I believe even more strongly now that the refueling extension bill supermajority override and a subsequent Upper House motion of some kind are a done deal. The JASDF will continue to provide logistic support in Iraq. That is that, and the Japanese public will move on. Prime Minister Fukuda will walk through the next Summit in July, and possibly well beyond, barring catastrophic events - stuff happens, eventually; the DPJ needs to be patient.

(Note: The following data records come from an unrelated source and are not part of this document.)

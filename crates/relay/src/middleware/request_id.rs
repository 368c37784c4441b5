//! Request ID middleware for correlating storefront calls with relay logs.
//!
//! The storefront may forward its own `x-request-id`; otherwise a UUID v4 is
//! generated. The ID ends up in the `http_request` span, on the Sentry scope
//! and in the response headers.

use axum::{extract::Request, http::HeaderValue, middleware::Next, response::Response};
use tracing::Span;
use uuid::Uuid;

/// The HTTP header name for request IDs.
pub const REQUEST_ID_HEADER: &str = "x-request-id";

/// Middleware that ensures every request has a unique request ID.
pub async fn request_id_middleware(request: Request, next: Next) -> Response {
    let request_id = request
        .headers()
        .get(REQUEST_ID_HEADER)
        .and_then(|h| h.to_str().ok())
        .filter(|id| !id.is_empty())
        .map_or_else(|| Uuid::new_v4().to_string(), String::from);

    Span::current().record("request_id", &request_id);

    sentry::configure_scope(|scope| {
        scope.set_tag("request_id", &request_id);
    });

    let mut response = next.run(request).await;

    if let Ok(value) = HeaderValue::from_str(&request_id) {
        response.headers_mut().insert(REQUEST_ID_HEADER, value);
    }

    response
}

#[cfg(test)]
#[allow(clippy::unwrap_used)]
mod tests {
    use axum::{Router, body::Body, http::Request as HttpRequest, middleware, routing::get};
    use tower::ServiceExt;

    use super::*;

    fn app() -> Router {
        Router::new()
            .route("/", get(|| async { "ok" }))
            .layer(middleware::from_fn(request_id_middleware))
    }

    #[tokio::test]
    async fn test_generates_request_id() {
        let response = app()
            .oneshot(HttpRequest::get("/").body(Body::empty()).unwrap())
            .await
            .unwrap();

        let id = response.headers()[REQUEST_ID_HEADER].to_str().unwrap();
        assert!(Uuid::parse_str(id).is_ok());
    }

    #[tokio::test]
    async fn test_preserves_upstream_request_id() {
        let response = app()
            .oneshot(
                HttpRequest::get("/")
                    .header(REQUEST_ID_HEADER, "shop-42")
                    .body(Body::empty())
                    .unwrap(),
            )
            .await
            .unwrap();

        assert_eq!(response.headers()[REQUEST_ID_HEADER], "shop-42");
    }
}
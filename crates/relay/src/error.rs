//! Unified error handling with Sentry integration.
//!
//! Provides a unified `AppError` type that captures server-side errors to
//! Sentry before responding to the client. All route handlers and intake
//! services return `Result<T, AppError>`.

use axum::{
    Json,
    extract::rejection::JsonRejection,
    http::StatusCode,
    response::{IntoResponse, Response},
};
use serde::Serialize;
use thiserror::Error;

use crate::db::RepositoryError;
use crate::services::MarketingError;

/// Application-level error type for the relay.
#[derive(Debug, Error)]
pub enum AppError {
    /// Malformed or missing request fields.
    #[error("{0}")]
    Validation(String),

    /// Local user absent.
    #[error("{0}")]
    NotFound(String),

    /// Marketing platform failure, propagated as-is.
    #[error(transparent)]
    Marketing(#[from] MarketingError),

    /// Marketing platform failure with caller-supplied context.
    #[error("{message}")]
    Integration {
        message: String,
        #[source]
        source: MarketingError,
    },
}

impl AppError {
    /// Wrap a platform failure for the user workflows.
    ///
    /// Uses the platform's own detail when it sent one, otherwise
    /// `"<fallback>: <error>"`.
    #[must_use]
    pub fn integration(source: MarketingError, fallback: &str) -> Self {
        let message = source.platform_detail().map_or_else(
            || format!("{fallback}: {source}"),
            |detail| format!("Mailchimp API error: {detail}"),
        );
        Self::Integration { message, source }
    }

    fn kind(&self) -> &'static str {
        match self {
            Self::Validation(_) => "validation_error",
            Self::NotFound(_) => "not_found",
            Self::Marketing(e) | Self::Integration { source: e, .. } => match e {
                MarketingError::Api { .. } | MarketingError::Parse(_) => "remote_api_error",
                MarketingError::Connectivity(_) | MarketingError::Timeout(_) => {
                    "connectivity_error"
                }
            },
        }
    }

    fn status(&self) -> StatusCode {
        match self {
            Self::Validation(_) => StatusCode::BAD_REQUEST,
            Self::NotFound(_) => StatusCode::NOT_FOUND,
            Self::Marketing(e) | Self::Integration { source: e, .. } => match e {
                MarketingError::Api { .. } | MarketingError::Parse(_) => StatusCode::BAD_GATEWAY,
                MarketingError::Connectivity(_) => StatusCode::SERVICE_UNAVAILABLE,
                MarketingError::Timeout(_) => StatusCode::GATEWAY_TIMEOUT,
            },
        }
    }
}

impl From<RepositoryError> for AppError {
    fn from(err: RepositoryError) -> Self {
        match err {
            RepositoryError::InvalidName => Self::Validation(err.to_string()),
            RepositoryError::NotFound(_) => Self::NotFound("User not found".to_string()),
        }
    }
}

impl From<JsonRejection> for AppError {
    fn from(rejection: JsonRejection) -> Self {
        Self::Validation(rejection.body_text())
    }
}

/// Error response body.
#[derive(Debug, Serialize)]
pub struct ErrorResponse {
    pub error: &'static str,
    pub message: String,
}

impl IntoResponse for AppError {
    fn into_response(self) -> Response {
        let status = self.status();

        // Capture server errors to Sentry
        if status.is_server_error() {
            let event_id = sentry::capture_error(&self);
            tracing::error!(
                error = %self,
                sentry_event_id = %event_id,
                "Request error"
            );
        }

        let body = ErrorResponse {
            error: self.kind(),
            message: self.to_string(),
        };

        (status, Json(body)).into_response()
    }
}

/// Result type alias for `AppError`.
pub type Result<T> = std::result::Result<T, AppError>;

What are the prospects for a sh**-fan collision though? For one, the Ministry of Defense needs a serious makeover; the MOD must bring closure to the scandals that revolve around the procurement system. That’s not an easy thing to do, but the good news for the Fukuda Cabinet (and for Japan) is that Defense Minister Ishiba has personally wanted to do it for years. A further silver lining for the administration is that everybody, including people at the dreaded Special Investigation Department at the Public Prosecutors Agency, seems to be talking their heads off, so there’s not likely to be much more in the way of surprise revelations to further deepen the crisis. (If criminal charges are brought against businesses other than the Yamada Yōkō group and Nihon Mirise, all bets are off.)
There’s also what looks at first glance like a delectable target of a Justice Minister who appears to suffer from serious self-awareness deficiencies. Unfortunately for the DPJ, expectations for a Japanese Justice Minister are low. In Japan, the Justice Ministry is where you park a long-serving, nondescript backbencher, the representative of a very junior coalition partner, or someone you need to do a favor on behalf of, and forget about him/her until the next Cabinet reshuffle. The Public Prosecutors Agency, nominally under the Justice Minister’s control, is actually a semi-autonomous institution that will quickly help you lose your Cabinet job if you intervene to exercise your political prerogatives. Instead, my guess is that any decision of serious import that require political determination is run quietly through the Chief Cabinet Secretary and the administrative Deputy Chief Cabinet Secretary. Authoritative legal opinions are issued by the highest Japanese bureaucrat, the Director-General of the Cabinet Legislation Bureau. So the U.S.
Yōichi Masuzoe, the Health, Labor and Welfare Minister, looks like a better target. Mr. Masuzoe, for all his media-attracting eloquence and formidable intelligence, does not have the executive experience nor appear to have a predilection for high-profile turnaround jobs, and is showing this. He may yet grow into the role; he still seems to be gyrating between belligerent arrogance and abject humility. Still, he - as well as the ruling coalition - will take some serious hits in March when the promissory notes that then Prime Minister Abe guaranteed on the 50,000,000 misfiled public pension accounts come due.
But I don't expect the real fireworks to start until well past St. Valentine’s Day, when the Diet must also deal with taxes and major tax-related issues such as the funding of the public pension system, as well as a myriad of major legislative initiatives.
ADD: Thank you, MTC, for the correction.
This post looks in essence like an earlier one of mine. Perhaps it is an unconscious excuse to write about the tragic-comic Justice Minister(s). For Mr. Hatoyama is a fascinating case of a legacy Diet member, possibly the most blue-blooded and glitteriest of all at that, going astray.